Por Alma Guillermoprieto
Fotos de Juan Arredondo
Um dos aviões utilizados pelo barão da droga Pablo Escobar para o tráfico de cocaína decora a entrada da Hacienda Nápoles. Sua luxuosa propriedade é hoje um parque temático, com animais, toboáguas, e estátuas de dinossauros.
Leia a reportagem completa na edição de fevereiro de 2018 da revista National Geographic Brasil.

“Corra”, gritou o irmão de María Magdalena Padilla para a sua mãe. “Desta vez, é sério. Fujam já!”

María Magdalena, de 10 anos, apelidada de Mayito, viu fumaça preta vindo da parte baixa da encosta. Eram paramilitares, criminosos com viés ideológico de direita, que avançavam sobre a cidade de El Salado, incendiando as casas vizinhas. A mãe de Mayito despejou todo o milho de um saco de estopa, para que as galinhas tivessem o que comer, pôs umas roupas dentro do saco e montou no jumento da família com Mayito, acompanhada a pé pelos dois irmãos mais velhos da menina. Esconderam-se por uma semana, com pouca água e quase sem comida, nas choças que as famílias de campesinos mantêm nas suas plantações.

“Eu me lembro de que nós, as crianças, ficávamos quietas nesse período. Parecia que nem os bebês choravam”, conta ela agora.
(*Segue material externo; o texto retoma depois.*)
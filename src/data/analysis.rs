use std::io::Write;
use std::path::Path;

use anyhow::{Context, Result};
use thiserror::Error;

use super::calculator::{compute, CalculatorInput, CalculatorResult};
use super::channel::{Channel, ChannelTexts};
use super::parser::{parse, ParseError};

/// Legend label of the log-ratio series.
pub const LOG_LABEL: &str =
    "LOG((ref_p - DARK_ref) * (sig - DARK_sig) / (sig_p - DARK_sig) / (ref - DARK_ref))";

pub const DIFF_REF_LABEL: &str = "ref - DARK_ref";
pub const DIFF_SIG_LABEL: &str = "sig - DARK_sig";
pub const DIFF_REF_P_LABEL: &str = "ref_p - DARK_ref";
pub const DIFF_SIG_P_LABEL: &str = "sig_p - DARK_sig";

/// A parse failure attributed to the channel it came from.
#[derive(Debug, Clone, PartialEq, Error)]
#[error("channel {channel}: {source}")]
pub struct ChannelError {
    pub channel: Channel,
    #[source]
    pub source: ParseError,
}

// ---------------------------------------------------------------------------
// Analysis – parsed channels + calculator output on a shared x axis
// ---------------------------------------------------------------------------

/// Result of one "Plot" action.
#[derive(Debug, Clone, PartialEq)]
pub struct Analysis {
    /// x values of `DARK_ref`, reused for every output chart.
    pub x: Vec<f64>,
    pub result: CalculatorResult,
}

impl Analysis {
    /// Parse every channel and run the calculator. The first malformed
    /// channel (in canonical order) aborts the run.
    pub fn run(texts: &ChannelTexts) -> Result<Self, ChannelError> {
        let parse_channel = |channel: Channel| {
            parse(texts.get(channel)).map_err(|source| ChannelError { channel, source })
        };
        let dark_ref = parse_channel(Channel::DarkRef)?;
        let dark_sig = parse_channel(Channel::DarkSig)?;
        let reference = parse_channel(Channel::Ref)?;
        let signal = parse_channel(Channel::Sig)?;
        let reference_p = parse_channel(Channel::RefP)?;
        let signal_p = parse_channel(Channel::SigP)?;

        let result = compute(CalculatorInput {
            dark_ref: &dark_ref.y,
            dark_sig: &dark_sig.y,
            reference: &reference.y,
            signal: &signal.y,
            reference_p: &reference_p.y,
            signal_p: &signal_p.y,
        });

        Ok(Self {
            x: dark_ref.x,
            result,
        })
    }

    /// Pair the shared x axis with a result series by position.
    pub fn points(&self, values: &[f64]) -> Vec<[f64; 2]> {
        self.x.iter().zip(values).map(|(&x, &y)| [x, y]).collect()
    }

    pub fn is_empty(&self) -> bool {
        self.result.is_empty()
    }

    /// Write the result table as CSV, one row per sample position.
    pub fn write_csv<W: Write>(&self, writer: W) -> Result<()> {
        let mut wtr = csv::Writer::from_writer(writer);
        wtr.write_record([
            "x",
            DIFF_REF_LABEL,
            DIFF_SIG_LABEL,
            DIFF_REF_P_LABEL,
            DIFF_SIG_P_LABEL,
            "log",
        ])
        .context("writing CSV header")?;

        let r = &self.result;
        for (i, x) in self.x.iter().take(r.len()).enumerate() {
            wtr.write_record(
                [
                    *x,
                    r.diff_ref[i],
                    r.diff_sig[i],
                    r.diff_ref_p[i],
                    r.diff_sig_p[i],
                    r.log_values[i],
                ]
                .iter()
                .map(|v| v.to_string()),
            )
            .with_context(|| format!("writing CSV row {i}"))?;
        }
        wtr.flush().context("flushing CSV output")?;
        Ok(())
    }

    pub fn export_csv(&self, path: &Path) -> Result<()> {
        let file = std::fs::File::create(path)
            .with_context(|| format!("creating {}", path.display()))?;
        self.write_csv(file)
    }
}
Em fevereiro de 2000, paramilitares chacinaram moradores de El Salado – entre eles Miguel Ángel Contreras. O pai dele, Jesús Contreras, desde então nunca mais visitou a cidade. Hoje com 86 anos, cego e surdo, ele mora com a filha em Cartagena.

Na distância em que estavam, a aterrorizada família não tinha como avaliar tudo o que estava acontecendo em El Salado, uma cidade próspera pelos padrões rurais, no centro do território disputado pelos guerrilheiros de esquerda e os seus oponentes paramilitares. O ataque foi um dos episódios mais medonhos das cinco décadas de uma guerra ideológica brutal na Colômbia.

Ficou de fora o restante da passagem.